Horst Evers: Der kategorische Imperativ ist keine Stellung beim Sex

In Berlin lebt der wohl charmanteste Geschichtenerzähler unter den Kabarettisten. Horst Evers war wieder unterwegs und hat sein Publikum mit seinen Alltagsbeobachtungen von der Fahrscheinkontrolle über den Wolf bis hin zum unvermeidbaren Berliner Flughafen grandios unterhalten. Für Fans des gebürtigen Niedersachsen und solche, die es noch werden wollen, ist bei WortArt sein aktuelles Programm mit dem vielsagenden Titel Der kategorische Imperativ ist keine Stellung beim Sex erschienen. Den subtilen Humor des stets im roten Hemd auftretenden Evers kann man nur wage beschreiben. Man muss ihn erlebt haben. Hier ein kleiner Ausschnitt aus einem seiner früheren Programme, eine Geschichte mit dem Titel „Monika“:

Neben seiner Tätigkeit als Kabarettist ist Evers in den letzten drei Jahren auch als Autor in Erscheinung getreten, wobei der Humor auch in seinen beiden bisher erschienenen Büchern nicht zu kurz kommt. Nach dem herrlich absurden Kriminalroman Der König von Berlin ist das Buch Alles außer irdisch noch eine Spur skuriler und fantastischer (im wahrsten Sinne des Wortes) geworden.

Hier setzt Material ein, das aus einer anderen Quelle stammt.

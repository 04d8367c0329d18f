//! Health and load subsystem.
//!
//! # Data Flow
//! ```text
//! Passive feedback (passive.rs):
//!     Forwarding outcome observed
//!     → signal.rs scores latency/errors
//!     → tracker.rs writes clamped load
//!     → circuit guard updates failure streak
//!
//! Active probing (active.rs):
//!     Periodic timer
//!     → Probe each backend
//!     → Same path as passive feedback
//! ```
//!
//! # Design Decisions
//! - Per-request and fixed-interval refresh share one interface
//! - The load signal source is injectable, so tests can script it
//! - Health state is per-backend, not per-pool

pub mod active;
pub mod passive;
pub mod signal;
pub mod tracker;

pub use active::HealthMonitor;
pub use passive::{OutcomeReporter, Report};
pub use signal::{EwmaSignal, LoadSignal, Sample, SyntheticSignal};
pub use tracker::LoadTracker;
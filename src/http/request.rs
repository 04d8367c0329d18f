//! Request handling and transformation.
//!
//! # Responsibilities
//! - Generate a unique request ID (UUID v4) when the client sent none
//! - Rebuild a buffered inbound request for one backend attempt
//!
//! # Design Decisions
//! - Request ID added as early as possible for tracing
//! - Method, path, query, headers, version and body are forwarded unchanged;
//!   only the URI's scheme and authority are pointed at the backend

use axum::body::{Body, Bytes};
use axum::http::{request::Parts, HeaderName, HeaderValue, Request, Uri};
use tower_http::request_id::{MakeRequestId, RequestId};
use url::Url;

/// Header carrying the request ID.
pub const X_REQUEST_ID: HeaderName = HeaderName::from_static("x-request-id");

/// Generates UUID v4 request IDs.
#[derive(Debug, Clone, Copy, Default)]
pub struct MakeRequestUuid;

impl MakeRequestId for MakeRequestUuid {
    fn make_request_id<B>(&mut self, _request: &Request<B>) -> Option<RequestId> {
        let id = uuid::Uuid::new_v4().to_string();
        HeaderValue::from_str(&id).ok().map(RequestId::new)
    }
}

/// Request ID of an inbound request, or "unknown".
pub fn request_id<B>(request: &Request<B>) -> String {
    request
        .headers()
        .get(X_REQUEST_ID)
        .and_then(|v| v.to_str().ok())
        .unwrap_or("unknown")
        .to_string()
}

/// Point `original` at `backend`, keeping path and query.
pub fn upstream_uri(original: &Uri, backend: &Url) -> Result<Uri, axum::http::Error> {
    let path_and_query = original
        .path_and_query()
        .map(|pq| pq.as_str())
        .unwrap_or("/");
    let base = backend.as_str().trim_end_matches('/');
    Ok(format!("{}{}", base, path_and_query).parse::<Uri>()?)
}

/// Build the request for one attempt from the buffered inbound request.
pub fn build_upstream_request(
    parts: &Parts,
    body: &Bytes,
    backend: &Url,
) -> Result<Request<Body>, axum::http::Error> {
    let mut builder = Request::builder()
        .method(parts.method.clone())
        .version(parts.version)
        .uri(upstream_uri(&parts.uri, backend)?);

    if let Some(headers) = builder.headers_mut() {
        for (name, value) in parts.headers.iter() {
            headers.append(name.clone(), value.clone());
        }
    }

    builder.body(Body::from(body.clone()))
}

#[cfg(test)]
mod tests {
    use super::*;
    use axum::http::{Method, Version};

    #[test]
    fn test_upstream_uri_keeps_path_and_query() {
        let backend = Url::parse("http://127.0.0.1:8081").unwrap();
        let uri: Uri = "/proxy/items?page=2&q=a%20b".parse().unwrap();
        assert_eq!(
            upstream_uri(&uri, &backend).unwrap().to_string(),
            "http://127.0.0.1:8081/proxy/items?page=2&q=a%20b"
        );

        let root: Uri = "/".parse().unwrap();
        assert_eq!(upstream_uri(&root, &backend).unwrap().to_string(), "http://127.0.0.1:8081/");
    }

    #[test]
    fn test_build_upstream_request_copies_everything() {
        let inbound = Request::builder()
            .method(Method::PATCH)
            .uri("/things/1?x=y")
            .header("x-custom", "one")
            .header("x-custom", "two")
            .header("content-type", "application/json")
            .body(())
            .unwrap();
        let (parts, ()) = inbound.into_parts();
        let body = Bytes::from_static(b"{\"a\":1}");
        let backend = Url::parse("http://10.0.0.5:9000/").unwrap();

        let request = build_upstream_request(&parts, &body, &backend).unwrap();
        assert_eq!(request.method(), Method::PATCH);
        assert_eq!(request.version(), Version::HTTP_11);
        assert_eq!(request.uri().to_string(), "http://10.0.0.5:9000/things/1?x=y");
        let custom: Vec<_> = request.headers().get_all("x-custom").iter().collect();
        assert_eq!(custom, vec!["one", "two"]);
        assert_eq!(request.headers()["content-type"], "application/json");
    }

    #[test]
    fn test_request_ids_are_unique() {
        let req = Request::new(());
        let mut maker = MakeRequestUuid;
        let a = maker.make_request_id(&req).unwrap();
        let b = maker.make_request_id(&req).unwrap();
        assert_ne!(a.header_value(), b.header_value());
    }
}
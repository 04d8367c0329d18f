//! Load-aware HTTP request router.
//!
//! Every inbound request is sent to the registered backend with the lowest
//! observed load, with retries on other backends and a per-backend circuit
//! guard that takes repeatedly failing backends out of rotation.

pub mod admin;
pub mod config;
pub mod error;
pub mod health;
pub mod http;
pub mod lifecycle;
pub mod load_balancer;
pub mod observability;
pub mod resilience;

pub use config::schema::RouterConfig;
pub use error::{ForwardError, RouterError};
pub use http::HttpServer;
pub use lifecycle::Shutdown;
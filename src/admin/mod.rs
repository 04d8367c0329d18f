//! Admin API: inspect and edit the backend pool at runtime.

pub mod auth;
pub mod handlers;

use axum::{
    middleware,
    routing::{delete, get},
    Router,
};

use self::auth::admin_auth_middleware;
use self::handlers::*;
use crate::http::server::AppState;

pub fn setup_admin_router(state: AppState) -> Router {
    Router::new()
        .route("/admin/status", get(get_status))
        .route("/admin/backends", get(get_backends).post(add_backend))
        .route("/admin/backends/{id}", delete(remove_backend))
        .layer(middleware::from_fn_with_state(state.clone(), admin_auth_middleware))
        .with_state(state)
}
//! Metrics collection and exposition.
//!
//! # Metrics
//! - `router_requests_total` (counter): inbound requests by method, status
//! - `router_request_duration_seconds` (histogram): end-to-end latency
//! - `router_attempts_total` (counter): backend attempts by backend, outcome
//! - `router_backend_load` (gauge): current load signal per backend
//! - `router_backend_state` (gauge): 0=healthy, 1=degraded, 2=unavailable
//! - `router_circuit_transitions_total` (counter): state changes by backend, target
//!
//! Without an installed recorder every call here is a no-op, so library
//! users and tests pay nothing.

use std::net::SocketAddr;
use std::time::{Duration, Instant};

use metrics::{counter, gauge, histogram};
use metrics_exporter_prometheus::PrometheusBuilder;

use crate::load_balancer::HealthState;

/// Install the Prometheus recorder and its scrape listener.
pub fn init_metrics(addr: SocketAddr) {
    match PrometheusBuilder::new().with_http_listener(addr).install() {
        Ok(()) => tracing::info!(address = %addr, "Metrics exporter listening"),
        Err(e) => tracing::error!(error = %e, "Failed to install metrics exporter"),
    }
}

/// Record a finished inbound request.
pub fn record_request(method: &str, status: u16, start: Instant) {
    counter!(
        "router_requests_total",
        "method" => method.to_string(),
        "status" => status.to_string()
    )
    .increment(1);
    histogram!("router_request_duration_seconds").record(start.elapsed().as_secs_f64());
}

/// Record one backend attempt and how it ended.
pub fn record_attempt(backend: &str, outcome: &'static str, latency: Duration) {
    counter!(
        "router_attempts_total",
        "backend" => backend.to_string(),
        "outcome" => outcome
    )
    .increment(1);
    histogram!("router_attempt_duration_seconds", "backend" => backend.to_string())
        .record(latency.as_secs_f64());
}

/// Publish the latest load value of a backend.
pub fn record_backend_load(backend: &str, load: f64) {
    gauge!("router_backend_load", "backend" => backend.to_string()).set(load);
}

/// Count a circuit transition and publish the new state.
pub fn record_circuit_transition(backend: &str, to: HealthState) {
    counter!(
        "router_circuit_transitions_total",
        "backend" => backend.to_string(),
        "to" => to.as_str()
    )
    .increment(1);
    gauge!("router_backend_state", "backend" => backend.to_string()).set(to as u8 as f64);
}
//! Request forwarding.
//!
//! # Responsibilities
//! - Pick a backend for each attempt (half-open trial first, then least load)
//! - Dispatch with a per-attempt deadline
//! - Retry on a different backend until the attempt budget runs out
//! - Report every outcome back to load tracking and the circuit guard
//!
//! # Design Decisions
//! - No registry lock is held while a backend call is outstanding
//! - The body is buffered once so every attempt sends identical bytes
//! - An empty pool on the first attempt fails fast without network I/O

use std::error::Error as StdError;
use std::sync::Arc;
use std::time::Duration;

use axum::body::Body;
use axum::http::{Request, Response as HttpResponse};
use axum::response::Response;
use http_body_util::LengthLimitError;
use hyper::body::Incoming;
use hyper_util::client::legacy::{connect::HttpConnector, Client};
use tokio::time::Instant;

use crate::error::{ForwardError, RouterError};
use crate::health::{OutcomeReporter, Sample};
use crate::http::request::{build_upstream_request, request_id};
use crate::http::response::passthrough;
use crate::load_balancer::{select, Backend, LoadBalancer, Registry};
use crate::observability::metrics;
use crate::resilience::{timeouts::with_deadline, RetryPolicy, TrialPermit};

/// Backend chosen for one attempt.
struct Candidate {
    backend: Backend,
    trial: Option<TrialPermit>,
}

/// Executes routing decisions.
pub struct Forwarder {
    registry: Arc<Registry>,
    reporter: OutcomeReporter,
    balancer: Box<dyn LoadBalancer>,
    client: Client<HttpConnector, Body>,
    policy: RetryPolicy,
    max_body_bytes: usize,
}

impl Forwarder {
    pub fn new(
        registry: Arc<Registry>,
        reporter: OutcomeReporter,
        balancer: Box<dyn LoadBalancer>,
        client: Client<HttpConnector, Body>,
        policy: RetryPolicy,
        max_body_bytes: usize,
    ) -> Self {
        Self {
            registry,
            reporter,
            balancer,
            client,
            policy,
            max_body_bytes,
        }
    }

    /// Forward `request` to the best backend, retrying elsewhere on failure.
    pub async fn forward(&self, request: Request<Body>) -> Result<Response, RouterError> {
        let request_id = request_id(&request);
        let (parts, body) = request.into_parts();
        let body = axum::body::to_bytes(body, self.max_body_bytes)
            .await
            .map_err(|e| {
                if is_length_limit(&e) {
                    RouterError::BodyTooLarge { limit: self.max_body_bytes }
                } else {
                    RouterError::InvalidRequestBody(e)
                }
            })?;

        let max_attempts = self.policy.max_attempts(&parts.method);
        let mut tried: Vec<String> = Vec::new();
        let mut last_error: Option<ForwardError> = None;

        for attempt in 1..=max_attempts {
            let Some(candidate) = self.pick(&tried) else {
                tracing::debug!(request_id = %request_id, attempt, "No untried eligible backend left");
                break;
            };

            let request = match build_upstream_request(&parts, &body, &candidate.backend.address) {
                Ok(request) => request,
                Err(e) => return Err(reject_unbuildable(candidate, e, &request_id)),
            };

            let delay = self.policy.delay_before(attempt);
            if !delay.is_zero() {
                tokio::time::sleep(delay).await;
            }

            let id = candidate.backend.id.clone();
            tracing::debug!(
                request_id = %request_id,
                backend = %id,
                load = candidate.backend.load,
                trial = candidate.trial.is_some(),
                attempt,
                "Dispatching request"
            );

            match self.attempt(request).await {
                Ok((response, latency)) => {
                    self.reporter.report(&id, Sample::success(latency));
                    if let Some(permit) = candidate.trial {
                        permit.complete();
                    }
                    metrics::record_attempt(&id, "success", latency);
                    return Ok(passthrough(response));
                }
                Err((err, latency)) => {
                    tracing::warn!(
                        request_id = %request_id,
                        backend = %id,
                        attempt,
                        latency_ms = latency.as_millis() as u64,
                        error = %err,
                        "Backend attempt failed"
                    );
                    self.reporter.report(&id, Sample::failure(latency));
                    if let Some(permit) = candidate.trial {
                        permit.complete();
                    }
                    metrics::record_attempt(&id, err.kind(), latency);
                    tried.push(id);
                    last_error = Some(err);
                }
            }
        }

        match last_error {
            Some(last) => Err(RouterError::BackendForwardingFailed {
                attempts: tried.len() as u32,
                last,
            }),
            None => Err(RouterError::AllBackendsUnavailable),
        }
    }

    /// Choose the next backend, skipping `tried`. A backend due for its
    /// half-open trial takes precedence over ordinary selection.
    fn pick(&self, tried: &[String]) -> Option<Candidate> {
        let snapshot = self.registry.snapshot();
        let now = Instant::now();

        if let Some((backend, permit)) = self.reporter.guard().claim_trial(&snapshot, tried, now) {
            return Some(Candidate { backend, trial: Some(permit) });
        }

        let backend = select(self.balancer.as_ref(), &snapshot, tried).ok()?;
        Some(Candidate { backend: backend.clone(), trial: None })
    }

    /// One dispatch. Latency is returned on both paths for load tracking.
    async fn attempt(
        &self,
        request: Request<Body>,
    ) -> Result<(HttpResponse<Incoming>, Duration), (ForwardError, Duration)> {
        let started = Instant::now();
        let result = with_deadline(self.policy.attempt_timeout(), self.client.request(request)).await;
        let latency = started.elapsed();

        match result {
            Ok(response) if self.policy.is_failure_status(response.status()) => {
                Err((ForwardError::FailureStatus(response.status()), latency))
            }
            Ok(response) => Ok((response, latency)),
            Err(e) => Err((e, latency)),
        }
    }
}

/// A request that cannot be rebuilt for a backend says nothing about that
/// backend: no outcome is reported and a claimed trial slot is handed back.
fn reject_unbuildable(candidate: Candidate, err: axum::http::Error, request_id: &str) -> RouterError {
    tracing::warn!(
        request_id = %request_id,
        backend = %candidate.backend.id,
        error = %err,
        "Could not build upstream request"
    );
    if let Some(permit) = candidate.trial {
        permit.release();
    }
    RouterError::InvalidUpstreamRequest(err)
}

fn is_length_limit(err: &axum::Error) -> bool {
    let mut source: Option<&(dyn StdError + 'static)> = Some(err);
    while let Some(e) = source {
        if e.is::<LengthLimitError>() {
            return true;
        }
        source = e.source();
    }
    false
}
//! Circuit guard for backend protection.
//!
//! # States
//! - Healthy: normal operation
//! - Degraded: failing below the trip threshold; still selectable, load penalized
//! - Unavailable: tripped; excluded from selection until a half-open trial succeeds
//!
//! # State Transitions
//! ```text
//! Healthy → Degraded:      consecutive failures > degraded threshold
//! Healthy/Degraded → Unavailable: consecutive failures >= failure threshold
//! Unavailable → (trial):   cool-down elapsed, exactly one trial in flight
//! trial → Healthy:         trial succeeds, failures reset
//! trial → Unavailable:     trial fails (or is abandoned), cool-down re-armed
//! ```
//!
//! The guard is the only writer of `state`, `consecutive_failures` and
//! `unavailable_until`.

use std::sync::Arc;
use std::time::Duration;

use tokio::time::Instant;

use crate::config::CircuitConfig;
use crate::load_balancer::{Backend, HealthState, Registry, Snapshot};
use crate::observability::metrics;

/// A state change produced by an outcome.
#[derive(Debug, Clone, Copy, PartialEq, Eq)]
pub struct Transition {
    pub from: HealthState,
    pub to: HealthState,
}

/// Per-backend failure tracking over the shared registry.
#[derive(Debug)]
pub struct CircuitGuard {
    registry: Arc<Registry>,
    failure_threshold: u32,
    degraded_threshold: u32,
    cool_down: Duration,
}

impl CircuitGuard {
    pub fn new(registry: Arc<Registry>, config: &CircuitConfig) -> Self {
        Self {
            registry,
            failure_threshold: config.failure_threshold.max(1),
            degraded_threshold: config.degraded_threshold(),
            cool_down: config.cool_down(),
        }
    }

    /// Record a success for `id`. Unknown ids are ignored.
    pub fn on_success(&self, id: &str) -> Option<Transition> {
        let now = Instant::now();
        let transition = self
            .registry
            .update(id, |b| self.apply_success(b, now))
            .flatten();
        announce(id, transition);
        transition
    }

    /// Record a failure for `id`. Unknown ids are ignored.
    pub fn on_failure(&self, id: &str) -> Option<Transition> {
        let now = Instant::now();
        let transition = self
            .registry
            .update(id, |b| self.apply_failure(b, now))
            .flatten();
        announce(id, transition);
        transition
    }

    /// Whether `id` may receive traffic at `now`: either ordinarily
    /// selectable, or tripped with its cool-down elapsed and no trial running.
    pub fn is_eligible(&self, id: &str, now: Instant) -> bool {
        self.registry
            .snapshot()
            .get(id)
            .is_some_and(|b| b.is_selectable() || b.is_due_for_trial(now))
    }

    /// Claim the half-open trial slot for `id`. At most one permit per
    /// backend exists at a time.
    pub fn try_begin_trial(self: &Arc<Self>, id: &str, now: Instant) -> Option<TrialPermit> {
        let claimed = self.registry.update(id, |b| {
            if b.is_due_for_trial(now) {
                b.trial_in_flight = true;
                true
            } else {
                false
            }
        })?;
        if !claimed {
            return None;
        }
        tracing::info!(backend = %id, "Cool-down elapsed, admitting half-open trial");
        Some(TrialPermit {
            guard: self.clone(),
            id: id.to_string(),
            armed: true,
        })
    }

    /// Claim a trial on the first backend in `snapshot` that is due for one
    /// and not in `excluded`. Checks the snapshot first so the common case
    /// takes no lock.
    pub fn claim_trial(
        self: &Arc<Self>,
        snapshot: &Snapshot,
        excluded: &[String],
        now: Instant,
    ) -> Option<(Backend, TrialPermit)> {
        snapshot
            .iter()
            .filter(|b| b.is_due_for_trial(now))
            .filter(|b| !excluded.iter().any(|id| id == &b.id))
            .find_map(|b| {
                let permit = self.try_begin_trial(&b.id, now)?;
                Some((b.clone(), permit))
            })
    }

    pub(crate) fn apply_success(&self, backend: &mut Backend, now: Instant) -> Option<Transition> {
        let from = backend.state;
        match from {
            HealthState::Unavailable => {
                let cooled = backend.unavailable_until.map_or(true, |until| now >= until);
                // A late success from a request dispatched before the trip
                // does not count as recovery.
                if !(backend.trial_in_flight || cooled) {
                    return None;
                }
                backend.trial_in_flight = false;
                backend.unavailable_until = None;
            }
            HealthState::Healthy | HealthState::Degraded => {}
        }
        backend.consecutive_failures = 0;
        backend.state = HealthState::Healthy;
        (from != HealthState::Healthy).then_some(Transition { from, to: HealthState::Healthy })
    }

    pub(crate) fn apply_failure(&self, backend: &mut Backend, now: Instant) -> Option<Transition> {
        let from = backend.state;
        if from == HealthState::Unavailable {
            if backend.trial_in_flight {
                backend.trial_in_flight = false;
                backend.unavailable_until = Some(now + self.cool_down);
                tracing::warn!(backend = %backend.id, cool_down = ?self.cool_down, "Half-open trial failed, re-arming cool-down");
            }
            return None;
        }

        backend.consecutive_failures = backend.consecutive_failures.saturating_add(1);
        let to = if backend.consecutive_failures >= self.failure_threshold {
            backend.unavailable_until = Some(now + self.cool_down);
            backend.trial_in_flight = false;
            HealthState::Unavailable
        } else if backend.consecutive_failures > self.degraded_threshold {
            HealthState::Degraded
        } else {
            from
        };
        backend.state = to;
        (from != to).then_some(Transition { from, to })
    }

    fn abandon_trial(&self, id: &str) {
        let now = Instant::now();
        let rearmed = self
            .registry
            .update(id, |b| {
                if b.state == HealthState::Unavailable && b.trial_in_flight {
                    b.trial_in_flight = false;
                    b.unavailable_until = Some(now + self.cool_down);
                    true
                } else {
                    false
                }
            })
            .unwrap_or(false);
        if rearmed {
            tracing::warn!(backend = %id, "Half-open trial abandoned without outcome, re-arming cool-down");
        }
    }

    /// Free the trial slot without judging the backend; the cool-down stays
    /// as it was, so the next caller may claim the trial right away.
    fn release_trial(&self, id: &str) {
        self.registry.update(id, |b| b.trial_in_flight = false);
    }
}

/// Log and count a circuit transition.
pub(crate) fn announce(id: &str, transition: Option<Transition>) {
    let Some(Transition { from, to }) = transition else {
        return;
    };
    match to {
        HealthState::Unavailable => {
            tracing::warn!(backend = %id, from = %from, "Circuit tripped, backend unavailable")
        }
        HealthState::Degraded => tracing::warn!(backend = %id, from = %from, "Backend degraded"),
        HealthState::Healthy => tracing::info!(backend = %id, from = %from, "Backend recovered"),
    }
    metrics::record_circuit_transition(id, to);
}

/// A RAII guard for the single half-open trial of a backend.
///
/// Reporting the trial's outcome clears the slot; call [`TrialPermit::complete`]
/// afterwards. A permit dropped without completion counts as a failed trial.
#[derive(Debug)]
pub struct TrialPermit {
    guard: Arc<CircuitGuard>,
    id: String,
    armed: bool,
}

impl TrialPermit {
    pub fn backend_id(&self) -> &str {
        &self.id
    }

    /// Mark the trial's outcome as reported.
    pub fn complete(mut self) {
        self.armed = false;
    }

    /// Give the slot back unused, e.g. when the trial request could not
    /// even be built.
    pub fn release(mut self) {
        self.armed = false;
        self.guard.release_trial(&self.id);
    }
}

impl Drop for TrialPermit {
    fn drop(&mut self) {
        if self.armed {
            self.guard.abandon_trial(&self.id);
        }
    }
}
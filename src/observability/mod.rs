//! Observability subsystem.
//!
//! # Data Flow
//! ```text
//! All subsystems produce:
//!     → logging.rs (structured log events)
//!     → metrics.rs (counters, gauges, histograms)
//!
//! Consumers:
//!     → Log aggregation (stdout)
//!     → Metrics endpoint (Prometheus scrape)
//!     → Admin API (registry snapshot)
//! ```
//!
//! # Design Decisions
//! - Request ID flows from the inbound request to the backend unchanged
//! - Metrics are cheap and silent when no recorder is installed

pub mod logging;
pub mod metrics;
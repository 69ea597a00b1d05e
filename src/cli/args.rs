//! Command-line argument definitions

use std::path::PathBuf;

use clap::Args;

use crate::domain::errors::DomainError;
use crate::domain::model::{EditRequest, OpenTrimDuration, Timestamp};

/// What to do with the input video
#[derive(Args, Debug, Clone)]
pub struct EditArgs {
    /// The video to edit
    #[arg(value_name = "INPUT")]
    pub input: PathBuf,

    /// Start time in HH:MM:SS format
    #[arg(long = "trim_start", value_name = "TIME", default_value = Timestamp::ZERO)]
    pub trim_start: String,

    /// End time in HH:MM:SS format
    #[arg(long = "trim_end", value_name = "TIME")]
    pub trim_end: Option<String>,

    /// Re-encode the video with libx265 (CRF 28) instead of stream copying
    #[arg(long)]
    pub compress: bool,

    /// Start time of the fade out in HH:MM:SS format
    #[arg(long = "fo_start", value_name = "TIME", default_value = Timestamp::ZERO)]
    pub fo_start: String,

    /// End time of the fade out in HH:MM:SS format; enables the fade out
    #[arg(long = "fo_end", value_name = "TIME")]
    pub fo_end: Option<String>,

    /// Duration used for a trim start without a trim end (source, remaining)
    #[arg(long, value_name = "MODE", default_value = "source")]
    pub open_trim: String,

    /// Overwrite the output file without asking
    #[arg(long)]
    pub overwrite: bool,
}

impl EditArgs {
    /// Convert into the immutable domain request
    pub fn into_request(self) -> Result<EditRequest, DomainError> {
        let open_trim = OpenTrimDuration::parse(&self.open_trim)?;

        Ok(EditRequest::new(self.input)
            .with_trim_start(Timestamp::new(self.trim_start))
            .with_trim_end(self.trim_end.map(Timestamp::new))
            .with_compress(self.compress)
            .with_fade_start(Timestamp::new(self.fo_start))
            .with_fade_end(self.fo_end.map(Timestamp::new))
            .with_overwrite(self.overwrite)
            .with_open_trim(open_trim))
    }
}

/// Tool locations and logging, merged with the settings file
#[derive(Args, Debug, Clone, Default)]
pub struct SettingsArgs {
    /// Path to the ffmpeg binary
    #[arg(long, value_name = "PATH", env = "COMPRESS_FADE_FFMPEG")]
    pub ffmpeg: Option<String>,

    /// Path to the ffprobe binary
    #[arg(long, value_name = "PATH", env = "COMPRESS_FADE_FFPROBE")]
    pub ffprobe: Option<String>,

    /// Optional TOML settings file
    #[arg(long, value_name = "PATH")]
    pub config: Option<PathBuf>,

    /// Logging level (RUST_LOG takes precedence)
    #[arg(long, value_name = "LEVEL", env = "COMPRESS_FADE_LOG_LEVEL")]
    pub log_level: Option<String>,

    /// Emit logs as JSON
    #[arg(long)]
    pub log_json: bool,
}
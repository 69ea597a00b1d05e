//! Configuration initialization and hierarchy management

use anyhow::{Context, Result};

use crate::adapters::FileConfig;
use crate::cli::SettingsArgs;

/// Default transcoder binary
pub const DEFAULT_FFMPEG: &str = "ffmpeg";
/// Default probe binary
pub const DEFAULT_FFPROBE: &str = "ffprobe";
/// Default logging level
pub const DEFAULT_LOG_LEVEL: &str = "warn";

/// Effective settings for one run
#[derive(Debug, Clone, PartialEq)]
pub struct Settings {
    pub ffmpeg: String,
    pub ffprobe: String,
    pub log_level: String,
    pub log_json: bool,
}

impl Default for Settings {
    fn default() -> Self {
        Self {
            ffmpeg: DEFAULT_FFMPEG.to_string(),
            ffprobe: DEFAULT_FFPROBE.to_string(),
            log_level: DEFAULT_LOG_LEVEL.to_string(),
            log_json: false,
        }
    }
}

impl Settings {
    /// Merge following precedence: CLI > Env > File > Defaults
    ///
    /// clap has already folded environment variables into `args`.
    pub fn merge(args: &SettingsArgs, file: Option<&FileConfig>) -> Self {
        let defaults = Settings::default();
        let file = file.cloned().unwrap_or_default();

        Self {
            ffmpeg: args
                .ffmpeg
                .clone()
                .or(file.tools.ffmpeg)
                .unwrap_or(defaults.ffmpeg),
            ffprobe: args
                .ffprobe
                .clone()
                .or(file.tools.ffprobe)
                .unwrap_or(defaults.ffprobe),
            log_level: args
                .log_level
                .clone()
                .or(file.logging.level)
                .unwrap_or(defaults.log_level),
            log_json: args.log_json || file.logging.json.unwrap_or(defaults.log_json),
        }
    }
}

/// Load the settings file named by `--config`, if any, and merge it
pub fn initialize_settings(args: &SettingsArgs) -> Result<Settings> {
    let file = match &args.config {
        Some(path) => Some(
            FileConfig::load(path)
                .with_context(|| format!("Failed to load settings from {}", path.display()))?,
        ),
        None => None,
    };

    Ok(Settings::merge(args, file.as_ref()))
}
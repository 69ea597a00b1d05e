//! compress-fade
//!
//! Compress a video and/or add a fade out and/or cut it, by building one
//! ffmpeg command from the flags.
//!
//! # Usage
//!
//! ```bash
//! compress-fade holiday.mp4 --trim_start 00:00:05 --trim_end 00:01:00
//! compress-fade holiday.mp4 --compress --fo_start 00:00:50 --fo_end 00:01:00
//! compress-fade holiday.mp4 --compress --dry-run
//! ```

use std::process::ExitCode;

use anyhow::Result;
use clap::Parser;
use tracing::debug;

use compress_fade::app::DefaultAppContainer;
use compress_fade::cli::{commands, Cli};
use compress_fade::config_initialization::initialize_settings;
use compress_fade::utils::logging::init_logging;
use compress_fade::DomainError;

fn main() -> ExitCode {
    let cli = Cli::parse();

    match run(cli) {
        Ok(()) => ExitCode::SUCCESS,
        Err(err) => {
            eprintln!("Error: {:#}", err);
            let code = err
                .downcast_ref::<DomainError>()
                .map_or(1, DomainError::exit_code);
            ExitCode::from(u8::try_from(code).unwrap_or(1))
        }
    }
}

fn run(cli: Cli) -> Result<()> {
    let settings = initialize_settings(&cli.settings)?;
    init_logging(&settings.log_level, settings.log_json)?;
    debug!("Effective settings: {:?}", settings);

    let container = DefaultAppContainer::new(&settings);
    let mut stdout = std::io::stdout().lock();
    commands::edit(cli, &container, &mut stdout)?;

    Ok(())
}
//! Command implementations

use std::io::Write;

use anyhow::{Context, Result};
use tracing::info;

use crate::app::{AppContainer, EditInteractor, EditResponse};
use crate::cli::Cli;

/// Execute the edit: plan, then run ffmpeg unless this is a dry run
pub fn edit(cli: Cli, container: &dyn AppContainer, out: &mut dyn Write) -> Result<EditResponse> {
    let interactor = container.edit_interactor();
    run_edit(cli, &interactor, out)
}

/// Same as [`edit`] with an explicit interactor
pub fn run_edit(cli: Cli, interactor: &EditInteractor, out: &mut dyn Write) -> Result<EditResponse> {
    let dry_run = cli.dry_run;
    let json = cli.json;
    let request = cli.edit.into_request().context("Invalid arguments")?;

    if !dry_run {
        return interactor
            .execute(request)
            .context("Edit failed");
    }

    let response = interactor.plan(&request).context("Planning failed")?;
    info!("Dry run, not starting {}", response.program);

    if json {
        let rendered = serde_json::to_string_pretty(&response)
            .context("Failed to serialize plan to JSON")?;
        writeln!(out, "{}", rendered)?;
    } else {
        writeln!(out, "{}", response.command_line())?;
    }

    Ok(response)
}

Es handelt von einer ganz außergewöhnlichen außerirdischen Spezies, die im Grunde genommen schon mitten unter uns lebt, von der wir bisher aber noch keine Notiz genommen haben. Beide Bücher sollte man auf jeden Fall in seinem Bücherregal haben, wenn man Spaß an absurden Geschichten hat.